Gelatin film has proven utility in the neurosurgical field as a barrier to prevent soft tissue scarring to the cortex. Oladunjoye et al1 described 62 consecutive patients who underwent hemicraniectomy in which gelatin film was placed between the dural repair graft and the musculocutaneous flap. They reported an excellent epidural plane established by the gelatin film barrier in 60 of 62 cases (97%). Sharp dissection of the temporalis muscle was only needed in 2 cases, both of which were the result of the gelatin film not covering the graft in the caudal temporal space. The use of gelatin film in their series did not affect the operative length (mean 2 h and 27 min), infection rate (6.5%), or estimated blood loss (mean 213 cc) compared to recent hemicraniectomy series. Nishizawa et al3 have also described the use of gelatin film for a 2-staged arteriovenous malformation (AVM) resection. At the conclusion of the first stage of their resection, they placed gelatin film over the remaining AVM nidus and draining vein. During the subsequent second stage of the procedure, they found no adhesions from the AVM to the surrounding parenchyma.
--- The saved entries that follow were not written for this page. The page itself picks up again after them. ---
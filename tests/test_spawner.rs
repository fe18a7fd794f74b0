use std::time::Duration;

use plane_shooter::config::GameConfig;
use plane_shooter::entities::*;
use plane_shooter::spawner::*;

use rand::rngs::StdRng;
use rand::SeedableRng;

const ENEMY: Size = Size { width: 57, height: 43 };
const HERO: Size = Size { width: 102, height: 126 };
const BULLET: Size = Size { width: 5, height: 11 };

fn seeded_rng() -> StdRng {
    StdRng::seed_from_u64(42)
}

const TICK: Duration = Duration::from_millis(16);

// ── PeriodicTimer ─────────────────────────────────────────────────────────────

#[test]
fn timer_fires_once_per_period_at_fine_cadence() {
    let mut timer = PeriodicTimer::new(Duration::from_millis(1000));
    let fired: Vec<usize> = (1..=200)
        .filter(|_| timer.advance(TICK))
        .collect();
    // 16 ms × 63 = 1008 ms, then the accumulator restarts from zero.
    assert_eq!(fired, vec![63, 126, 189]);
}

#[test]
fn timer_does_not_catch_up_after_a_stall() {
    let mut timer = PeriodicTimer::new(Duration::from_millis(1000));
    assert!(timer.advance(Duration::from_millis(3500)));
    assert_eq!(timer.elapsed(), Duration::ZERO);
    assert!(!timer.advance(TICK));
    assert!(!timer.advance(Duration::from_millis(900)));
    assert!(timer.advance(Duration::from_millis(100)));
}

#[test]
fn timer_fires_exactly_on_the_period() {
    let mut timer = PeriodicTimer::new(Duration::from_millis(500));
    assert!(!timer.advance(Duration::from_millis(499)));
    assert!(timer.advance(Duration::from_millis(1)));
}

#[test]
fn spawner_timers_are_independent() {
    let config = GameConfig::default();
    let mut spawner = Spawner::new(&config);

    let mut enemy_firings = 0;
    let mut fire_firings = 0;
    for _ in 0..126 {
        let firings = spawner.advance(TICK);
        enemy_firings += firings.spawn_enemy as u32;
        fire_firings += firings.hero_fire as u32;
    }
    // 126 ticks ≈ 2016 ms: two enemy periods, and 500 ms needs 32 ticks.
    assert_eq!(enemy_firings, 2);
    assert_eq!(fire_firings, 3);
}

// ── spawn_enemy ───────────────────────────────────────────────────────────────

#[test]
fn enemies_spawn_inside_horizontal_bounds_with_speed_in_range() {
    let config = GameConfig::default();
    let mut rng = seeded_rng();
    let max_x = config.screen.width - ENEMY.width;

    for _ in 0..500 {
        let enemy = spawn_enemy(&config, ENEMY, &mut rng);
        assert_eq!(enemy.role(), Role::Enemy);
        assert!((0..=max_x).contains(&enemy.x), "x = {}", enemy.x);
        assert!((1..=3).contains(&enemy.speed), "speed = {}", enemy.speed);
        assert_eq!(enemy.bottom(), 0);
        assert_eq!(enemy.size(), ENEMY);
    }
}

#[test]
fn enemy_speeds_cover_the_whole_range() {
    let config = GameConfig::default();
    let mut rng = seeded_rng();
    let mut seen = [false; 3];
    for _ in 0..200 {
        let enemy = spawn_enemy(&config, ENEMY, &mut rng);
        seen[(enemy.speed - 1) as usize] = true;
    }
    assert_eq!(seen, [true, true, true]);
}

#[test]
fn same_seed_spawns_same_enemy() {
    let config = GameConfig::default();
    let a = spawn_enemy(&config, ENEMY, &mut seeded_rng());
    let b = spawn_enemy(&config, ENEMY, &mut seeded_rng());
    assert_eq!(a, b);
}

// ── fire_volley ───────────────────────────────────────────────────────────────

#[test]
fn volley_has_three_gap_spaced_bullets() {
    let config = GameConfig::default();
    let hero = hero(&config, HERO);
    let volley = fire_volley(&hero, &config, BULLET);

    assert_eq!(volley.len(), 3);
    for (i, bullet) in volley.iter().enumerate() {
        assert_eq!(bullet.role(), Role::Bullet);
        assert_eq!(bullet.speed, -2);
        assert_eq!(bullet.bottom(), hero.top() - i as i32 * 20);
        assert_eq!(bullet.center_x(), hero.center_x());
    }
    // Each bullet sits strictly above the previous one.
    assert!(volley.windows(2).all(|w| w[1].bottom() < w[0].bottom()));
}

#[test]
fn volley_follows_configured_gap_and_size() {
    let config = GameConfig { bullet_gap: 7, volley_size: 5, ..GameConfig::default() };
    let hero = hero(&config, HERO);
    let volley = fire_volley(&hero, &config, BULLET);
    let bottoms: Vec<i32> = volley.iter().map(Entity::bottom).collect();
    let top = hero.top();
    assert_eq!(bottoms, vec![top, top - 7, top - 14, top - 21, top - 28]);
}

// ── initial placement ─────────────────────────────────────────────────────────

#[test]
fn hero_starts_centred_above_the_margin() {
    let config = GameConfig::default();
    let hero = hero(&config, HERO);
    assert_eq!(hero.role(), Role::Hero);
    assert_eq!(hero.center_x(), 240);
    assert_eq!(hero.bottom(), 600);
    assert_eq!(hero.speed, 0);
}

#[test]
fn backgrounds_are_stacked_one_height_apart() {
    let config = GameConfig::default();
    let size = Size { width: 480, height: 720 };
    let [a, b] = backgrounds(&config, size);
    assert_eq!(a.y, 0);
    assert_eq!(b.y, -720);
    assert_eq!(a.speed, config.background_speed);
    assert_eq!(b.speed, config.background_speed);
}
One disadvantage of using gelatin film following intracranial tumor resection is the added cost. This cost may be partially negated by decreased operating room time during subsequent revision craniotomy due to ease of dural opening. However, operating room time data was unable to be accurately collected for this study. Additionally, industry and insurance contracts will vary significantly among institutions, which decreases the generalizability of such a comparison. Another possible disadvantage of using gelatin film is that patients may be at increased risk of infection or adverse biological reaction considering that it is a nonautologous implant. This is particularly true for high-grade tumor patients considering that many of them undergo multiple operations as well as radiotherapy. However, no increased risk of infection was seen by Oladunjoye et al,1 nor in the current series.

Limitations

This study is limited by its exposure to the referral and treatment biases of our institution and surgeons, including the subjective decision of whether or not gelatin film was used. There may be also additional factors that could lead to cortical surface ischemia following revision craniotomy not accounted for in our analysis. Specifically, it is possible that cortical surface ischemia was related to a surgical event other than the dural opening. While tumor pathology was controlled in the multivariate analysis for cortical surface ischemia, unaccounted for differences in the goals and size of exposure between intra-axial and extra-axial tumors could have affected outcomes. Additionally, the retrospective nature of this study limits our ability to compare surgeons’ opinions on the ease of dural opening in both groups. Key outcome measures not included in this study were the length of the dural opening and the patterns of adhesion formation (dural edges, corticectomy site) for the gelatin film and nongelatin film groups. These would require a prospective analysis and are outside the scope of this retrospective study. Nonetheless, we describe the use of a commercially available biomaterial to protect the cortex during the surgical exposure of revision tumor resection. The use of gelatin film following intracranial tumor resection is safe, quick, and can easily be integrated into any neurosurgeon's clinical practice.

CONCLUSION

Routine placement of a commercially available sterile gelatin film on the cortex prior to dural closure was associated with decreased surgically induced tissue ischemia at the time of revision tumor craniotomy and did not lead to increased risk of infection or CSF leak in patients with recurrent intracranial tumors.

Funding

This study did not receive any funding or financial support.

Disclosures

The authors have no personal, financial, or institutional interest in any of the drugs, materials, or devices described in this article.

Notes

Parts of this work were presented in abstract form at the 2019 American Association of Neurological Surgeons Meeting, San Diego, California, April 13-17, 2019.

Contributor Information

Colin J Przybylowski, Ivy Brain Tumor Research Center, Department of Neurosurgery, Barrow Neurological Institute, Phoenix, Arizona.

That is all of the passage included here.